Aim of the exercise.
Which lines run from the line with "use tracing::info;" through the line with "or busy address" in the entries below? Print them exactly, both ends included, and nothing more.

Dataset entries:
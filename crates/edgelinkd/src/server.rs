//! HTTP server for the query interface

use crate::metrics::PipelineMetrics;
use crate::pipeline::ReadingCache;
use crate::routes;
use anyhow::{Context, Result};
use axum::Router;
use std::sync::Arc;
use std::time::Instant;
use tokio::net::TcpListener;
use tokio_util::sync::CancellationToken;
use tower_http::trace::TraceLayer;
use tracing::info;

/// Application state shared across handlers
pub struct AppState {
    pub cache: Arc<dyn ReadingCache>,
    pub metrics: Arc<PipelineMetrics>,
    pub start_time: Instant,
}

impl AppState {
    pub fn new(cache: Arc<dyn ReadingCache>, metrics: Arc<PipelineMetrics>) -> Self {
        Self {
            cache,
            metrics,
            start_time: Instant::now(),
        }
    }
}

/// Build the router with every query route
pub fn router(state: AppState) -> Router {
    let state = Arc::new(state);

    Router::new()
        .merge(routes::health_routes())
        .merge(routes::reading_routes())
        .merge(routes::metrics_routes())
        .with_state(state)
        .layer(TraceLayer::new_for_http())
}

/// Bind the query listener; fails fast on a bad or busy address
pub async fn bind(addr: &str) -> Result<TcpListener> {
    TcpListener::bind(addr)
        .await
        .with_context(|| format!("failed to bind query interface on {}", addr))
}

/// Serve until `shutdown` is cancelled
pub async fn run(listener: TcpListener, state: AppState, shutdown: CancellationToken) -> Result<()> {
    let app = router(state);

    if let Ok(addr) = listener.local_addr() {
        info!("query interface listening on http://{}", addr);
    }

    axum::serve(listener, app)
        .with_graceful_shutdown(shutdown.cancelled_owned())
        .await
        .context("query interface failed")?;

    info!("query interface stopped");
    Ok(())
}
//! Configuration management for edgelinkd.
//!
//! Loads the gateway configuration from a YAML file and validates it before
//! any poller is started. Configuration problems are the only fatal errors
//! of the process, so everything checkable is checked here.

use crate::error::ConfigError;
use crate::models::DeviceSpec;
use serde::{Deserialize, Serialize};
use std::collections::HashSet;
use std::fs;
use std::path::Path;
use std::time::Duration;

/// Default config file path
pub const DEFAULT_CONFIG_PATH: &str = "configs/example.yaml";

/// Default MQTT port when the broker URL omits one
pub const DEFAULT_MQTT_PORT: u16 = 1883;

/// Which publisher implementation forwards readings downstream
#[derive(Debug, Clone, Copy, PartialEq, Eq, Serialize, Deserialize, Default)]
#[serde(rename_all = "lowercase")]
pub enum PublisherKind {
    /// Log every reading locally; no broker needed
    #[default]
    Console,
    /// Publish to an MQTT broker with QoS 1
    Mqtt,
}

/// Downstream broker configuration
#[derive(Debug, Clone, Serialize, Deserialize)]
pub struct BrokerConfig {
    #[serde(default)]
    pub publisher: PublisherKind,

    /// Broker address, e.g. tcp://localhost:1883
    #[serde(default = "default_mqtt_url")]
    pub mqtt_url: String,

    #[serde(default = "default_client_id")]
    pub client_id: String,

    /// Topic prefix; readings go to `{base_topic}/{device_id}`
    #[serde(default = "default_base_topic")]
    pub base_topic: String,

    /// How long a publish may wait for the broker's acknowledgment
    #[serde(default = "default_ack_timeout", with = "humantime_serde")]
    pub ack_timeout: Duration,

    /// Upper bound on the graceful disconnect at shutdown
    #[serde(default = "default_disconnect_timeout", with = "humantime_serde")]
    pub disconnect_timeout: Duration,

    #[serde(default = "default_keep_alive", with = "humantime_serde")]
    pub keep_alive: Duration,
}

fn default_mqtt_url() -> String {
    "tcp://localhost:1883".to_string()
}

fn default_client_id() -> String {
    "edgelink".to_string()
}

fn default_base_topic() -> String {
    "edgelink".to_string()
}

fn default_ack_timeout() -> Duration {
    Duration::from_secs(5)
}

fn default_disconnect_timeout() -> Duration {
    Duration::from_millis(250)
}

fn default_keep_alive() -> Duration {
    Duration::from_secs(30)
}

impl Default for BrokerConfig {
    fn default() -> Self {
        Self {
            publisher: PublisherKind::default(),
            mqtt_url: default_mqtt_url(),
            client_id: default_client_id(),
            base_topic: default_base_topic(),
            ack_timeout: default_ack_timeout(),
            disconnect_timeout: default_disconnect_timeout(),
            keep_alive: default_keep_alive(),
        }
    }
}

impl BrokerConfig {
    /// Split `mqtt_url` into host and port.
    ///
    /// Accepts `tcp://host[:port]`, `mqtt://host[:port]` or a bare `host[:port]`.
    pub fn endpoint(&self) -> Result<(String, u16), ConfigError> {
        let url = self.mqtt_url.trim();
        let rest = match url.split_once("://") {
            Some(("tcp" | "mqtt", rest)) => rest,
            Some((scheme, _)) => {
                return Err(ConfigError::invalid(format!(
                    "unsupported broker scheme '{}' in {}",
                    scheme, url
                )))
            }
            None => url,
        };
        let rest = rest.trim_end_matches('/');

        let (host, port) = match rest.rsplit_once(':') {
            Some((host, port)) => {
                let port = port.parse::<u16>().map_err(|_| {
                    ConfigError::invalid(format!("invalid broker port '{}' in {}", port, url))
                })?;
                (host, port)
            }
            None => (rest, DEFAULT_MQTT_PORT),
        };

        if host.is_empty() {
            return Err(ConfigError::invalid(format!("missing broker host in '{}'", url)));
        }
        Ok((host.to_string(), port))
    }

    /// Topic a device's readings are published to.
    pub fn topic_for(&self, device_id: &str) -> String {
        device_topic(&self.base_topic, device_id)
    }
}

/// `{base_topic}/{device_id}`, tolerating a trailing slash on the base.
pub fn device_topic(base_topic: &str, device_id: &str) -> String {
    format!("{}/{}", base_topic.trim_end_matches('/'), device_id)
}

/// Main configuration
#[derive(Debug, Clone, Serialize, Deserialize)]
pub struct Config {
    #[serde(default)]
    pub broker: BrokerConfig,

    /// Listen address for the query interface
    #[serde(default = "default_http_addr")]
    pub http_addr: String,

    pub devices: Vec<DeviceSpec>,

    /// Grace period for pollers to drain after the shutdown signal
    #[serde(default = "default_shutdown_wait", with = "humantime_serde")]
    pub shutdown_wait: Duration,
}

fn default_http_addr() -> String {
    "127.0.0.1:8080".to_string()
}

fn default_shutdown_wait() -> Duration {
    Duration::from_secs(2)
}

impl Config {
    /// Load and validate config from a YAML file
    pub fn load(path: impl AsRef<Path>) -> Result<Self, ConfigError> {
        let path = path.as_ref();
        let content = fs::read_to_string(path).map_err(|source| ConfigError::Io {
            path: path.display().to_string(),
            source,
        })?;
        Self::from_yaml_str(&content)
    }

    /// Parse and validate config from YAML text
    pub fn from_yaml_str(content: &str) -> Result<Self, ConfigError> {
        let config: Config = serde_yaml::from_str(content)?;
        config.validate()?;
        Ok(config)
    }

    /// Check every invariant the pipeline relies on.
    pub fn validate(&self) -> Result<(), ConfigError> {
        if self.devices.is_empty() {
            return Err(ConfigError::invalid("no devices configured"));
        }

        let mut seen = HashSet::new();
        for spec in &self.devices {
            if spec.id.trim().is_empty() {
                return Err(ConfigError::invalid("device with empty id"));
            }
            if !seen.insert(spec.id.as_str()) {
                return Err(ConfigError::invalid(format!("duplicate device id '{}'", spec.id)));
            }
            if spec.poll_every.is_zero() {
                return Err(ConfigError::invalid(format!(
                    "device '{}': poll_every must be positive",
                    spec.id
                )));
            }
            if !spec.jitter.is_finite() || spec.jitter < 0.0 {
                return Err(ConfigError::invalid(format!(
                    "device '{}': jitter must be a non-negative number",
                    spec.id
                )));
            }
        }

        if self.broker.base_topic.trim_matches('/').is_empty() {
            return Err(ConfigError::invalid("broker.base_topic must not be empty"));
        }
        if self.broker.publisher == PublisherKind::Mqtt {
            self.broker.endpoint()?;
            if self.broker.keep_alive < Duration::from_secs(1) {
                return Err(ConfigError::invalid("broker.keep_alive must be at least 1s"));
            }
            if self.broker.ack_timeout.is_zero() {
                return Err(ConfigError::invalid("broker.ack_timeout must be positive"));
            }
        }
        Ok(())
    }
}
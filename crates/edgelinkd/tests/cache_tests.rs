//! Concurrency tests for the latest-value cache

use edgelink_common::Reading;
use edgelinkd::pipeline::{MemoryCache, ReadingCache};
use std::collections::BTreeMap;
use std::sync::atomic::{AtomicBool, Ordering};
use std::sync::Arc;
use std::thread;

const WRITES_PER_DEVICE: u64 = 2_000;

/// Every metric carries the same value, so a mix of two writes is detectable.
fn reading(device_id: &str, seq: u64) -> Reading {
    let mut metrics = BTreeMap::new();
    for name in ["pressure_bar", "temp_c", "vibration_rms", "seq"] {
        metrics.insert(name.to_string(), seq as f64);
    }
    Reading::new(device_id, metrics)
}

fn is_consistent(reading: &Reading) -> bool {
    let mut values = reading.metrics.values();
    match values.next() {
        Some(first) => reading.metrics.len() == 4 && values.all(|v| v == first),
        None => false,
    }
}

#[test]
fn test_concurrent_writers_and_readers() {
    let cache = Arc::new(MemoryCache::new());
    let devices: Vec<String> = (0..8).map(|i| format!("dev-{}", i)).collect();
    let done = Arc::new(AtomicBool::new(false));

    let readers: Vec<_> = (0..4)
        .map(|_| {
            let cache = Arc::clone(&cache);
            let devices = devices.clone();
            let done = Arc::clone(&done);
            thread::spawn(move || {
                let mut last_seen = vec![0.0_f64; devices.len()];
                while !done.load(Ordering::Acquire) {
                    for (i, id) in devices.iter().enumerate() {
                        if let Some(r) = cache.latest(id) {
                            assert_eq!(&r.device_id, id);
                            assert!(is_consistent(&r), "torn read: {:?}", r);
                            let seq = r.metric("seq").unwrap();
                            // One writer per device, so values never go backwards
                            assert!(seq >= last_seen[i]);
                            last_seen[i] = seq;
                        }
                    }
                }
            })
        })
        .collect();

    let writers: Vec<_> = devices
        .iter()
        .cloned()
        .map(|id| {
            let cache = Arc::clone(&cache);
            thread::spawn(move || {
                for seq in 1..=WRITES_PER_DEVICE {
                    cache.set(reading(&id, seq));
                }
            })
        })
        .collect();

    for w in writers {
        w.join().unwrap();
    }
    done.store(true, Ordering::Release);
    for r in readers {
        r.join().unwrap();
    }

    assert_eq!(cache.len(), devices.len());
    for id in &devices {
        let latest = cache.latest(id).unwrap();
        assert_eq!(latest.metric("seq"), Some(WRITES_PER_DEVICE as f64));
    }
}

#[test]
fn test_last_write_wins() {
    let cache = MemoryCache::new();
    cache.set(reading("press-1", 1));
    cache.set(reading("press-1", 2));
    cache.set(reading("press-1", 3).with_quality("uncertain"));

    let latest = cache.latest("press-1").unwrap();
    assert_eq!(latest.metric("seq"), Some(3.0));
    assert!(!latest.is_good());
    assert_eq!(cache.len(), 1);
}

#[test]
fn test_held_reading_survives_replacement() {
    let cache = MemoryCache::new();
    cache.set(reading("motor-7", 1));
    let held = cache.latest("motor-7").unwrap();

    cache.set(reading("motor-7", 2));

    assert_eq!(held.metric("seq"), Some(1.0));
    assert_eq!(cache.latest("motor-7").unwrap().metric("seq"), Some(2.0));
}

#[test]
fn test_snapshot_sorted_by_device() {
    let cache = MemoryCache::new();
    for id in ["press-1", "boiler-2", "motor-7"] {
        cache.set(reading(id, 1));
    }
    let ids: Vec<String> = cache
        .snapshot()
        .iter()
        .map(|r| r.device_id.clone())
        .collect();
    assert_eq!(ids, vec!["boiler-2", "motor-7", "press-1"]);
}
//! Per-device polling loop.
//!
//! One poller drives one device on a fixed cadence:
//!
//! - waits for the next tick (first tick one interval after start)
//! - polls the driver under a deadline of half the interval
//! - on success writes the cache, then hands the reading to the publisher
//! - deadline and cancellation failures are expected and not reported;
//!   every other failure is logged and the loop goes on
//!
//! There is no retry inside a tick and no backoff; the interval is the
//! only pacing. The loop ends only when the shutdown token is cancelled.

use crate::device::{Driver, DriverError, PollContext};
use crate::metrics::{PipelineMetrics, OUTCOME_ERROR, OUTCOME_OK, OUTCOME_TIMEOUT};
use crate::pipeline::ReadingCache;
use crate::publisher::Publisher;
use edgelink_common::{DeviceSpec, Reading};
use std::sync::Arc;
use tokio::time::{interval_at, Instant, MissedTickBehavior};
use tokio_util::sync::CancellationToken;
use tracing::{debug, info, warn};

/// Counters a poller hands back when it stops after cancellation.
#[derive(Debug, Clone, Default, PartialEq, Eq)]
pub struct PollerReport {
    pub device_id: String,
    /// Timer firings handled
    pub ticks: u64,
    /// Successful polls (each one written to the cache)
    pub readings: u64,
    /// Polls that hit the deadline or were cancelled
    pub polls_abandoned: u64,
    /// Polls that failed for any other reason
    pub polls_failed: u64,
    /// Publishes the sink rejected
    pub publish_failures: u64,
}

pub struct Poller {
    spec: DeviceSpec,
    driver: Box<dyn Driver>,
    cache: Arc<dyn ReadingCache>,
    publisher: Arc<dyn Publisher>,
    metrics: Option<Arc<PipelineMetrics>>,
}

impl Poller {
    pub fn new(
        spec: DeviceSpec,
        driver: Box<dyn Driver>,
        cache: Arc<dyn ReadingCache>,
        publisher: Arc<dyn Publisher>,
    ) -> Self {
        Self {
            spec,
            driver,
            cache,
            publisher,
            metrics: None,
        }
    }

    pub fn with_metrics(mut self, metrics: Arc<PipelineMetrics>) -> Self {
        self.metrics = Some(metrics);
        self
    }

    pub fn device_id(&self) -> &str {
        &self.spec.id
    }

    /// Run until `shutdown` is cancelled, then close the driver.
    pub async fn run(mut self, shutdown: CancellationToken) -> PollerReport {
        let every = self.spec.poll_every;
        let mut ticker = interval_at(Instant::now() + every, every);
        ticker.set_missed_tick_behavior(MissedTickBehavior::Skip);

        let mut report = PollerReport {
            device_id: self.spec.id.clone(),
            ..PollerReport::default()
        };
        info!(device = %self.spec.id, interval = ?every, "poller started");

        loop {
            tokio::select! {
                biased;
                _ = shutdown.cancelled() => break,
                _ = ticker.tick() => self.tick(&shutdown, &mut report).await,
            }
        }

        if let Err(e) = self.driver.close().await {
            warn!(device = %self.spec.id, error = %e, "driver close failed");
        }
        info!(
            device = %self.spec.id,
            ticks = report.ticks,
            readings = report.readings,
            "poller stopped"
        );
        report
    }

    async fn tick(&mut self, shutdown: &CancellationToken, report: &mut PollerReport) {
        report.ticks += 1;

        let reading = match self.poll_once(shutdown).await {
            Ok(reading) => reading,
            Err(e) if e.is_expected() => {
                report.polls_abandoned += 1;
                debug!(device = %self.spec.id, reason = %e, "poll abandoned");
                return;
            }
            Err(e) => {
                report.polls_failed += 1;
                warn!(device = %self.spec.id, error = %e, "poll error");
                return;
            }
        };
        report.readings += 1;

        // The cache reflects the last successful read, whatever happens downstream
        self.cache.set(reading.clone());
        if let Some(metrics) = &self.metrics {
            metrics.set_devices_cached(self.cache.len());
        }

        let published = tokio::select! {
            biased;
            _ = shutdown.cancelled() => None,
            result = self.publisher.publish(&reading) => Some(result),
        };
        match published {
            Some(Ok(())) => self.record_publish(true),
            Some(Err(e)) => {
                report.publish_failures += 1;
                self.record_publish(false);
                warn!(device = %self.spec.id, error = %e, "publish error");
            }
            None => debug!(device = %self.spec.id, "publish abandoned at shutdown"),
        }
    }

    /// One driver call bounded by half the interval and by shutdown.
    async fn poll_once(&mut self, shutdown: &CancellationToken) -> Result<Reading, DriverError> {
        let budget = self.spec.poll_budget();
        let started = Instant::now();
        let ctx = PollContext::new(started + budget, shutdown.child_token());

        let result = tokio::select! {
            biased;
            _ = shutdown.cancelled() => Err(DriverError::Cancelled),
            polled = tokio::time::timeout(budget, self.driver.poll(&ctx)) => {
                polled.unwrap_or(Err(DriverError::DeadlineExceeded))
            }
        };
        // Anything still watching this attempt must give up now
        ctx.token().cancel();

        if let Some(metrics) = &self.metrics {
            let outcome = match &result {
                Ok(_) => OUTCOME_OK,
                Err(e) if e.is_expected() => OUTCOME_TIMEOUT,
                Err(_) => OUTCOME_ERROR,
            };
            metrics.record_poll(&self.spec.id, outcome, started.elapsed());
        }
        result
    }

    fn record_publish(&self, ok: bool) {
        if let Some(metrics) = &self.metrics {
            metrics.record_publish(&self.spec.id, ok);
        }
    }
}
//! EdgeLink gateway daemon library - exposes modules for testing.

pub mod device;
pub mod logging;
pub mod metrics;
pub mod pipeline;
pub mod publisher;
pub mod routes;
pub mod server;
pub mod supervisor;

pub use supervisor::{Gateway, GatewayReport};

Answer section.
use tracing::info;

/// Application state shared across handlers
pub struct AppState {
    pub cache: Arc<dyn ReadingCache>,
    pub metrics: Arc<PipelineMetrics>,
    pub start_time: Instant,
}

impl AppState {
    pub fn new(cache: Arc<dyn ReadingCache>, metrics: Arc<PipelineMetrics>) -> Self {
        Self {
            cache,
            metrics,
            start_time: Instant::now(),
        }
    }
}

/// Build the router with every query route
pub fn router(state: AppState) -> Router {
    let state = Arc::new(state);

    Router::new()
        .merge(routes::health_routes())
        .merge(routes::reading_routes())
        .merge(routes::metrics_routes())
        .with_state(state)
        .layer(TraceLayer::new_for_http())
}

/// Bind the query listener; fails fast on a bad or busy address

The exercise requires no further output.